Легкие, ребра и сердце четко вырисовывались на снимках «до» и «после». «Это я, по крайней мере, новая я», – подумала я, проводя рукой по груди; ребра напоминали рейки.
– Вижу, – прошептала я.
– Возможно, у вас был сердечный приступ, – сказал он. – Понадобятся дополнительные анализы – и, пожалуйста, прекратите кататься на лыжах, чтобы сконцентрироваться на борьбе с раком.
Ханна предложила погулять. В тот вечер, когда мы смотрели сериал «Хор», она прижалась ко мне. Мой ноутбук стоял на стопке книг на дубовом журнальном столике, дочери забросили домашние задания. Сидя у эркерного окна, мы ели нут, батат и рис. По ту сторону озера сияла гора Элефант. Мы смотрели двойную свадьбу Курта и Блейна, Бриттани и Сантаны. Бабушка Сантаны наконец-то признала, что две женщины могут заключить брак. Я чувствовала себя немного неловко, но Ханне эта сцена понравилась, Наве тоже, и я поблагодарила свою счастливую звезду за то, что современные дети более понимающие.

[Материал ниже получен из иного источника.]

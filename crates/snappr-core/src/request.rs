//! Request handles — what the application layer polls or waits on.
//!
//! A request moves from pending to completed exactly once. Completing it
//! again is a no-op that is not observed a second time.

use std::cell::RefCell;
use std::rc::Rc;

use bytes::Bytes;
use serde::Serialize;

use crate::time::{TimeDelta, Timestamp};

/// Status of a finished receive, filled in when the matching message lands.
#[derive(Debug, Clone, Copy, PartialEq, Eq, Serialize)]
pub struct RecvStatus {
    pub source: i32,
    pub tag: i32,
    pub count: u32,
    pub bytes: u64,
}

/// Delay accounting for a receive: how long the receive waited on a late
/// sender, and how much active-wait time was charged since the last check.
#[derive(Debug, Clone, Copy, Default, PartialEq, Eq, Serialize)]
pub struct MessageDelay {
    pub sync: TimeDelta,
    pub active: TimeDelta,
}

#[derive(Debug, Default)]
struct RequestState {
    completed_at: Option<Timestamp>,
    completions: u32,
    posted_at: Timestamp,
    active_wait: bool,
    wait_start: Option<Timestamp>,
    status: Option<RecvStatus>,
    delay: Option<MessageDelay>,
    data: Option<Bytes>,
}

/// Shared, single-threaded handle to one send or receive operation.
///
/// Clones refer to the same operation. The simulation is cooperative and
/// single-threaded, so the handle is `!Send`.
#[derive(Debug, Clone, Default)]
pub struct Request {
    inner: Rc<RefCell<RequestState>>,
}

impl Request {
    pub fn new() -> Self {
        Self::default()
    }

    /// A request posted at `now`; receive-delay accounting measures from here.
    pub fn posted(now: Timestamp) -> Self {
        let req = Self::default();
        req.inner.borrow_mut().posted_at = now;
        req
    }

    /// Mark the request completed. Returns true only for the call that
    /// actually completed it.
    pub fn complete(&self, now: Timestamp) -> bool {
        let mut state = self.inner.borrow_mut();
        if state.completed_at.is_some() {
            return false;
        }
        state.completed_at = Some(now);
        state.completions += 1;
        true
    }

    pub fn is_complete(&self) -> bool {
        self.inner.borrow().completed_at.is_some()
    }

    pub fn completed_at(&self) -> Option<Timestamp> {
        self.inner.borrow().completed_at
    }

    /// How many times completion was observed. Never more than one.
    pub fn completions(&self) -> u32 {
        self.inner.borrow().completions
    }

    pub fn posted_at(&self) -> Timestamp {
        self.inner.borrow().posted_at
    }

    /// Whether the owner is spinning on this request (active wait), as
    /// opposed to blocked.
    pub fn active_wait(&self) -> bool {
        self.inner.borrow().active_wait
    }

    pub fn set_active_wait(&self, active: bool, now: Timestamp) {
        let mut state = self.inner.borrow_mut();
        state.active_wait = active;
        state.wait_start = active.then_some(now);
    }

    pub fn wait_start(&self) -> Option<Timestamp> {
        self.inner.borrow().wait_start
    }

    pub fn set_wait_start(&self, now: Timestamp) {
        self.inner.borrow_mut().wait_start = Some(now);
    }

    pub fn status(&self) -> Option<RecvStatus> {
        self.inner.borrow().status
    }

    pub fn set_status(&self, status: RecvStatus) {
        self.inner.borrow_mut().status = Some(status);
    }

    pub fn delay(&self) -> Option<MessageDelay> {
        self.inner.borrow().delay
    }

    pub fn set_delay(&self, delay: MessageDelay) {
        self.inner.borrow_mut().delay = Some(delay);
    }

    /// Data delivered into a receive, if the message carried any.
    pub fn data(&self) -> Option<Bytes> {
        self.inner.borrow().data.clone()
    }

    pub fn set_data(&self, data: Bytes) {
        self.inner.borrow_mut().data = Some(data);
    }

    /// True if both handles refer to the same operation.
    pub fn same_as(&self, other: &Request) -> bool {
        Rc::ptr_eq(&self.inner, &other.inner)
    }
}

– Я могу ходить только по равнине, – предупредила я, когда серия закончилась.
Я не пропустила ни одного лыжного сезона, дочери тоже – они встали на лыжи, как только смогли ходить. Нава неожиданно сказала:
– Мама, в следующем году снег будет лучше в любом случае.

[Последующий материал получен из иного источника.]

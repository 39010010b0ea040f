//! snappr-sim — run the ring workload and print a JSON report.
//!
//! Usage: `snappr-sim [config.toml]`. Without an argument the config is
//! resolved from `$SNAPPR_CONFIG` or the XDG config directory.

use std::path::Path;

use anyhow::{Context, Result};

use snappr_core::config::SimConfig;
use snappr_sim::{ring, Simulation};

fn main() -> Result<()> {
    tracing_subscriber::fmt()
        .with_env_filter(tracing_subscriber::EnvFilter::from_default_env())
        .with_writer(std::io::stderr)
        .init();

    let config = match std::env::args().nth(1) {
        Some(path) => {
            let path = Path::new(&path);
            if !path.exists() {
                anyhow::bail!("config file {} does not exist", path.display());
            }
            SimConfig::load_from(path)
                .with_context(|| format!("failed to load {}", path.display()))?
        }
        None => SimConfig::load().unwrap_or_else(|e| {
            tracing::warn!(error = %e, "failed to load config, using defaults");
            SimConfig::default()
        }),
    };
    tracing::info!(
        endpoints = config.workload.endpoints,
        protocol = ?config.transport.protocol,
        packet_size = config.nic.packet_size,
        credits = config.nic.credits,
        send_credits = config.nic.send_credits,
        "snappr-sim starting"
    );

    let mut sim = Simulation::from_config(&config).context("invalid config")?;
    let workload = ring(&mut sim, &config.workload)?;
    sim.run().context("simulation aborted")?;

    let incomplete = workload.incomplete();
    if incomplete > 0 {
        tracing::warn!(incomplete, "requests never completed");
    }

    let report = sim.report();
    println!("{}", serde_json::to_string_pretty(&report)?);
    Ok(())
}
//! `aproam-link` – Connectivity & Roaming
//!
//! Keeps a device associated with its configured WiFi network and hops to a
//! stronger access point of the same network when the signal degrades.
//!
//! # Modules
//!
//! - [`manager`] – [`ConnectivityManager`][manager::ConnectivityManager]:
//!   owns the radio, the clock, the credentials and the observed link state.
//! - [`bring_up`] – credential loading from a
//!   [`SettingsStore`][aproam_hal::SettingsStore] and the blocking startup
//!   loop that runs until the first association succeeds.
//! - [`associator`] – one bounded association attempt, optionally pinned to
//!   a BSSID.
//! - [`reconnect`] – [`tick`][manager::ConnectivityManager::tick], the
//!   periodic entry point: reconnect when down, evaluate roaming when up.
//! - [`roam`] – the rate-limited roam check and the scan/select/switch
//!   sequence with its fallback.
//! - [`selector`] – pure hysteresis selection over scan results.
//! - [`scan_guard`] – [`ScanGuard`][scan_guard::ScanGuard], which releases
//!   radio scan results exactly once.
//! - [`timer`] – the wrap-safe roam check timer.
//! - [`policy`] – [`RoamPolicy`][policy::RoamPolicy] tunables and defaults.
//!
//! # Example
//!
//! ```
//! use aproam_hal::sim::{SimAccessPoint, SimClock, SimRadio};
//! use aproam_link::{ConnectivityManager, RoamPolicy, TickOutcome};
//! use aproam_types::{Bssid, NetworkCredentials};
//!
//! let clock = SimClock::new();
//! let ap = Bssid::new([0x02, 0, 0, 0, 0, 1]);
//! let radio = SimRadio::new(clock.clone()).with_access_point(SimAccessPoint::new("IOT", ap, -60));
//! let creds = NetworkCredentials::new("IOT", "", "ada").unwrap();
//! let mut manager = ConnectivityManager::new(radio, clock, creds, RoamPolicy::default()).unwrap();
//!
//! manager.bring_up();
//! assert_eq!(manager.link_state().bssid, Some(ap));
//! assert!(matches!(manager.tick(), TickOutcome::Roam(_)));
//! ```

pub mod associator;
pub mod bring_up;
pub mod manager;
pub mod policy;
pub mod reconnect;
pub mod roam;
pub mod scan_guard;
pub mod selector;
pub mod timer;

pub use bring_up::{DEFAULT_HOSTNAME, DEFAULT_NETWORK_NAME, load_credentials, store_credentials};
pub use manager::ConnectivityManager;
pub use policy::{BackoffPolicy, RoamPolicy};
pub use reconnect::{ReconnectBackoff, TickOutcome};
pub use roam::RoamCheck;
pub use scan_guard::ScanGuard;
pub use selector::{CandidateSelection, select_candidate};
pub use timer::RoamTimer;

Мы будем упорно бороться. Мы должны.
Когда сердце дало разрешение на следующий курс химиотерапии, на помощь мне приехала Мэри. Когда мы пришли, в кресле у окна сидела маленькая семидесятилетняя женщина в косынке.
– Украла наше место, – прошептала Мэри.
Мы заняли другое. Их было четыре – по одному в каждом углу комнаты, бежевые занавески обеспечивали минимальную приватность. В центре находился пост медсестры, вдоль одной из стен шли панорамные окна. Женщина возилась с пакетиком таблеток – тех самых, в которых я уже стала специалистом. Розовые – для снижения тошноты, синие – для контроля кандидоза, ужасные на вкус – для поддержания работы кишечника. Я прошмыгнула за занавеску, и мы познакомились. Женщину звали Энн; ее муж лежал в другом помещении, умирая от сердечной недостаточности.

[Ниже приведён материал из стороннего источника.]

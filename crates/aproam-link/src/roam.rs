//! Roam evaluator and scan/select/roam sequence.

use aproam_hal::{Clock, Radio};
use aproam_types::{LinkState, LinkStatus, RoamOutcome};
use tracing::{debug, info, instrument, warn};

use crate::manager::ConnectivityManager;
use crate::scan_guard::ScanGuard;
use crate::selector::select_candidate;

/// What [`ConnectivityManager::maybe_roam`] did.
#[derive(Debug, Clone, Copy, PartialEq, Eq)]
pub enum RoamCheck {
    /// The roam-check interval has not elapsed yet.
    NotDue,
    /// The link is down; roaming only applies to a live link.
    LinkDown,
    /// The check ran and the signal was above the weak threshold.
    SignalAdequate,
    /// The check ran a scan.
    Attempted(RoamOutcome),
}

impl<R: Radio, C: Clock> ConnectivityManager<R, C> {
    /// Run a roam check if the interval since the last one has elapsed.
    ///
    /// A due check restarts the interval, then scans only when the current
    /// signal is at or below the weak threshold.
    pub fn maybe_roam(&mut self, now_ms: u64) -> RoamCheck {
        if self.radio.link_status() != LinkStatus::Connected {
            return RoamCheck::LinkDown;
        }
        if !self.timer.is_due(now_ms, self.policy.roam_check_interval_ms) {
            return RoamCheck::NotDue;
        }
        self.timer.reset(now_ms);

        self.refresh_link();
        let rssi = self.link.rssi_dbm;
        if rssi > self.policy.weak_signal_threshold_dbm {
            debug!(rssi, "signal strength good, no roaming needed");
            return RoamCheck::SignalAdequate;
        }

        info!(rssi, "signal weak, scanning for better access points");
        RoamCheck::Attempted(self.scan_and_roam())
    }

    /// Scan, pick a candidate by the hysteresis rule, and roam to it.
    ///
    /// Scan results are released before this returns on every path.  On
    /// `NoCandidates` and `NoImprovement` the link is left untouched.
    #[instrument(skip(self), fields(network = %self.credentials.network_name()))]
    pub fn scan_and_roam(&mut self) -> RoamOutcome {
        let baseline = LinkState {
            status: self.radio.link_status(),
            rssi_dbm: self.radio.rssi(),
            bssid: self.radio.bssid(),
        };
        info!(
            rssi = baseline.rssi_dbm,
            bssid = ?baseline.bssid.map(|b| b.to_string()),
            "current connection"
        );

        let selection = {
            let scan = ScanGuard::scan(&mut self.radio);
            if let Some(e) = scan.fault() {
                warn!(error = %e, "scan failed");
                return RoamOutcome::NoCandidates;
            }
            if scan.entries().is_empty() {
                info!("no networks found during scan");
                return RoamOutcome::NoCandidates;
            }
            select_candidate(
                scan.entries(),
                self.credentials.network_name(),
                baseline.rssi_dbm,
                baseline.bssid,
                self.policy.roam_improvement_db,
            )
        };

        if selection.matching == 0 {
            info!("no other access points carry the configured network name");
            return RoamOutcome::NoCandidates;
        }
        let Some(target) = selection.best_bssid else {
            info!(candidates = selection.matching, "no better access points found for roaming");
            return RoamOutcome::NoImprovement;
        };

        info!(
            from_rssi = baseline.rssi_dbm,
            to_rssi = selection.best_rssi_dbm,
            improvement = selection.best_rssi_dbm - baseline.rssi_dbm,
            from = ?baseline.bssid.map(|b| b.to_string()),
            to = %target,
            "roaming to better access point"
        );

        self.radio.disassociate();
        self.link = LinkState::disconnected();
        self.clock.sleep_millis(self.policy.roam_settle_ms);

        if self.associate(Some(target)) {
            if self.link.bssid == Some(target) {
                info!(bssid = %target, rssi = self.link.rssi_dbm, "roamed to target access point");
                RoamOutcome::RoamedToTarget
            } else {
                info!(
                    bssid = ?self.link.bssid.map(|b| b.to_string()),
                    rssi = self.link.rssi_dbm,
                    "roam landed on a different access point"
                );
                RoamOutcome::RoamedToFallback
            }
        } else {
            warn!(bssid = %target, "targeted roam failed, trying general association");
            if self.associate(None) {
                RoamOutcome::RoamedToFallback
            } else {
                warn!("general association after failed roam also failed");
                RoamOutcome::RoamFailed
            }
        }
    }
}

#[cfg(test)]
mod tests {
    use super::*;
    use aproam_hal::sim::{SimAccessPoint, SimClock, SimRadio};
    use aproam_types::{Bssid, NetworkCredentials, ScanEntry};

    use crate::policy::RoamPolicy;

    const CURRENT: Bssid = Bssid::new([0x02, 0, 0, 0, 0, 0x01]);
    const BETTER: Bssid = Bssid::new([0x02, 0, 0, 0, 0, 0x02]);
    const FALLBACK: Bssid = Bssid::new([0x02, 0, 0, 0, 0, 0x03]);

    type Mgr = ConnectivityManager<SimRadio, SimClock>;

    /// Manager associated with `CURRENT` at `current_rssi`, plus `others`.
    fn connected(current_rssi: i32, others: Vec<SimAccessPoint>) -> (Mgr, SimClock) {
        let clock = SimClock::new();
        let mut radio = SimRadio::new(clock.clone())
            .with_access_point(SimAccessPoint::new("IOT", CURRENT, current_rssi));
        for ap in others {
            radio.add_access_point(ap);
        }
        let creds = NetworkCredentials::new("IOT", "", "ada").unwrap();
        let mut mgr = ConnectivityManager::new(radio, clock.clone(), creds, RoamPolicy::default())
            .unwrap();
        assert!(mgr.associate(Some(CURRENT)));
        (mgr, clock)
    }

    fn scan_entry(ssid: &str, bssid: Bssid, rssi_dbm: i32) -> ScanEntry {
        ScanEntry {
            ssid: ssid.to_string(),
            rssi_dbm,
            bssid,
            channel: 11,
        }
    }

    #[test]
    fn empty_scan_yields_no_candidates() {
        let (mut mgr, _) = connected(-80, vec![]);
        mgr.radio_mut().script_scan(vec![]);
        let before = mgr.link_state();

        assert_eq!(mgr.scan_and_roam(), RoamOutcome::NoCandidates);
        assert_eq!(mgr.link_state(), before);
        assert_eq!(mgr.radio().stats().releases, 1);
    }

    #[test]
    fn foreign_networks_only_yield_no_candidates() {
        let (mut mgr, _) = connected(
            -80,
            vec![SimAccessPoint::new("Neighbours", BETTER, -30)],
        );
        let before = mgr.link_state();

        assert_eq!(mgr.scan_and_roam(), RoamOutcome::NoCandidates);
        assert_eq!(mgr.link_state(), before);
        assert_eq!(mgr.radio().stats().disassociations, 0);
        assert_eq!(mgr.radio().stats().releases, 1);
    }

    #[test]
    fn scan_fault_yields_no_candidates_and_still_releases() {
        let (mut mgr, _) = connected(-80, vec![]);
        mgr.radio_mut().set_scan_fault(true);
        assert_eq!(mgr.scan_and_roam(), RoamOutcome::NoCandidates);
        assert_eq!(mgr.radio().stats().releases, 1);
        assert!(mgr.link_state().is_connected());
    }

    #[test]
    fn exactly_margin_is_not_an_improvement() {
        let (mut mgr, _) = connected(-80, vec![SimAccessPoint::new("IOT", BETTER, -70)]);
        assert_eq!(mgr.scan_and_roam(), RoamOutcome::NoImprovement);
        assert_eq!(mgr.link_state().bssid, Some(CURRENT));
        assert_eq!(mgr.radio().stats().disassociations, 0);
        assert_eq!(mgr.radio().stats().releases, 1);
    }

    #[test]
    fn one_past_margin_roams() {
        let (mut mgr, _) = connected(-80, vec![SimAccessPoint::new("IOT", BETTER, -69)]);
        assert_eq!(mgr.scan_and_roam(), RoamOutcome::RoamedToTarget);
        assert_eq!(mgr.link_state().bssid, Some(BETTER));
    }

    #[test]
    fn strong_candidate_gets_targeted_association() {
        let (mut mgr, clock) = connected(-80, vec![SimAccessPoint::new("IOT", BETTER, -60)]);
        let started = clock.now_millis();

        assert_eq!(mgr.scan_and_roam(), RoamOutcome::RoamedToTarget);

        let stats = mgr.radio().stats();
        assert_eq!(stats.disassociations, 1);
        assert_eq!(stats.joins.last().and_then(|j| j.bssid), Some(BETTER));
        assert_eq!(stats.releases, 1);
        assert_eq!(clock.now_millis() - started, 1_000, "settle delay only");
        assert_eq!(mgr.link_state().rssi_dbm, -60);
    }

    #[test]
    fn last_qualifying_ap_in_scan_order_is_targeted() {
        let (mut mgr, _) = connected(
            -80,
            vec![
                SimAccessPoint::new("IOT", BETTER, -50),
                SimAccessPoint::new("IOT", FALLBACK, -65),
            ],
        );

        assert_eq!(mgr.scan_and_roam(), RoamOutcome::RoamedToTarget);
        assert_eq!(mgr.radio().stats().joins.last().and_then(|j| j.bssid), Some(FALLBACK));
        assert_eq!(mgr.link_state().bssid, Some(FALLBACK));
        assert_eq!(mgr.link_state().rssi_dbm, -65);
    }

    #[test]
    fn current_ap_in_scan_is_never_a_candidate() {
        let (mut mgr, _) = connected(-80, vec![]);
        mgr.radio_mut()
            .script_scan(vec![scan_entry("IOT", CURRENT, -20)]);
        assert_eq!(mgr.scan_and_roam(), RoamOutcome::NoCandidates);
        assert_eq!(mgr.radio().stats().joins.len(), 1);
    }

    #[test]
    fn redirected_join_reports_fallback() {
        let (mut mgr, _) = connected(
            -80,
            vec![
                SimAccessPoint::new("IOT", BETTER, -60),
                SimAccessPoint::new("IOT", FALLBACK, -75),
            ],
        );
        mgr.radio_mut().redirect(BETTER, FALLBACK);

        assert_eq!(mgr.scan_and_roam(), RoamOutcome::RoamedToFallback);
        assert_eq!(mgr.link_state().bssid, Some(FALLBACK));
    }

    #[test]
    fn refused_target_falls_back_to_general_association() {
        let (mut mgr, _) = connected(
            -80,
            vec![SimAccessPoint::new("IOT", BETTER, -50).refusing()],
        );

        assert_eq!(mgr.scan_and_roam(), RoamOutcome::RoamedToFallback);
        let joins = &mgr.radio().stats().joins;
        assert_eq!(joins[joins.len() - 2].bssid, Some(BETTER));
        assert_eq!(joins[joins.len() - 1].bssid, None);
        assert_eq!(mgr.link_state().bssid, Some(CURRENT));
        assert_eq!(mgr.radio().stats().releases, 1);
    }

    #[test]
    fn both_associations_failing_reports_roam_failed() {
        let (mut mgr, _) = connected(-80, vec![]);
        mgr.radio_mut()
            .script_scan(vec![scan_entry("IOT", BETTER, -50)]);
        // The scripted candidate does not exist, and the old AP stops
        // accepting joins once we leave it.
        mgr.radio_mut()
            .add_access_point(SimAccessPoint::new("IOT", CURRENT, -80).refusing());

        assert_eq!(mgr.scan_and_roam(), RoamOutcome::RoamFailed);
        assert!(!mgr.link_state().is_connected());
        assert_eq!(mgr.radio().stats().releases, 1);
    }

    #[test]
    fn maybe_roam_is_rate_limited() {
        let (mut mgr, _) = connected(-80, vec![]);
        mgr.radio_mut().script_scan(vec![]);

        assert_eq!(mgr.maybe_roam(30_000), RoamCheck::Attempted(RoamOutcome::NoCandidates));
        assert_eq!(mgr.maybe_roam(45_000), RoamCheck::NotDue);
        assert_eq!(mgr.maybe_roam(59_999), RoamCheck::NotDue);
        assert_eq!(mgr.radio().stats().scans, 1);

        assert_eq!(mgr.maybe_roam(60_000), RoamCheck::Attempted(RoamOutcome::NoCandidates));
        assert_eq!(mgr.radio().stats().scans, 2);
    }

    #[test]
    fn maybe_roam_skips_scan_on_adequate_signal() {
        let (mut mgr, _) = connected(-70, vec![SimAccessPoint::new("IOT", BETTER, -30)]);

        assert_eq!(mgr.maybe_roam(30_000), RoamCheck::SignalAdequate);
        assert_eq!(mgr.maybe_roam(90_000), RoamCheck::SignalAdequate);
        assert_eq!(mgr.radio().stats().scans, 0);
        assert_eq!(mgr.last_roam_check_ms(), 90_000);
    }

    #[test]
    fn maybe_roam_scans_at_exactly_weak_threshold() {
        let (mut mgr, _) = connected(-75, vec![]);
        mgr.radio_mut().script_scan(vec![]);
        assert!(matches!(mgr.maybe_roam(30_000), RoamCheck::Attempted(_)));
    }

    #[test]
    fn maybe_roam_ignores_a_down_link() {
        let (mut mgr, _) = connected(-90, vec![]);
        mgr.radio_mut().drop_link();
        assert_eq!(mgr.maybe_roam(30_000), RoamCheck::LinkDown);
        assert_eq!(mgr.last_roam_check_ms(), 0);
    }
}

На следующий день в душе я опустила взгляд и увидела волосы. Как парик в дождь. Я коснулась головы; оставшиеся волосы слетали, как семянки одуванчика. Я не могла заставить себя посмотреться в зеркало.
– Пойдем в лес, – сказала Мэри.
Я надела две теплые шапки, одну – вместо волос, вторую, чтобы ветер не обморозил кожу, и мы двинулись сквозь падающий снег среди кедров; их молодняк выстроился кругом около старых деревьев.
– Конечно, – прошептала я, когда мы скользили мимо этих деревьев, размышляя, что они, возможно, могли быть промежуточными узлами между отдаленными Материнскими деревьями, и со временем сами станут ими. Такая непрерывная линия между старыми и молодыми, связь между поколениями, как у всех существ, – это наследие леса, суть нашего выживания.
Каждое утро Мэри приносила завтрак в постель, читала мне главу из «Непредсказуемой миссис Поллифакс» Дороти Гилман, а затем брала меня за руку, и мы прогуливались вдоль ветреного берега озера Кутеней. Она готовила лосося и капусту кале, жалуясь, что кале в Канаде тверда, как гвозди, а потом пробиралась ко мне с куриным пирогом и креманкой мороженого.
Во время третьего этапа доктор Малпасс попросил меня поговорить с одной из пациенток. К моему креслу подошли Лонни и ее сестра – обеим за сорок, и мы обсуждали ее уплотненную терапию, такую же, как у меня. Лонни, сжимая сумочку со старомодной застежкой-поцелуйчиком, не сводила глаз с трубок, идущих к моим венам.
– Все не так уж плохо, – заверила я, хотя с каждым этапом уставала все сильнее.
– Я не хочу остаться без волос, – напряженно буркнула Лонни, глядя на мою вязаную шапочку.
Как паршиво, что мы теряем эту часть нашей индивидуальности, когда она больше всего нужна. Я пригласила ее отдохнуть после первой процедуры на одном из диванов у меня дома, и она согласилась. Через некоторое время она пришла снова. Вскоре мы уже шутили, как выбросим все диваны, одежду, шляпы и парики, как только химиотерапия закончится. Лонни жила в лесу, в получасе езды от города, и мы иногда сидели у нее на диване-честерфилде, смотрели на деревья и снег, укутывающий ее дом, и мечтали о весне. «Ты должна познакомиться с Энн», – сказала я, и вскоре мы уже переписывались втроем.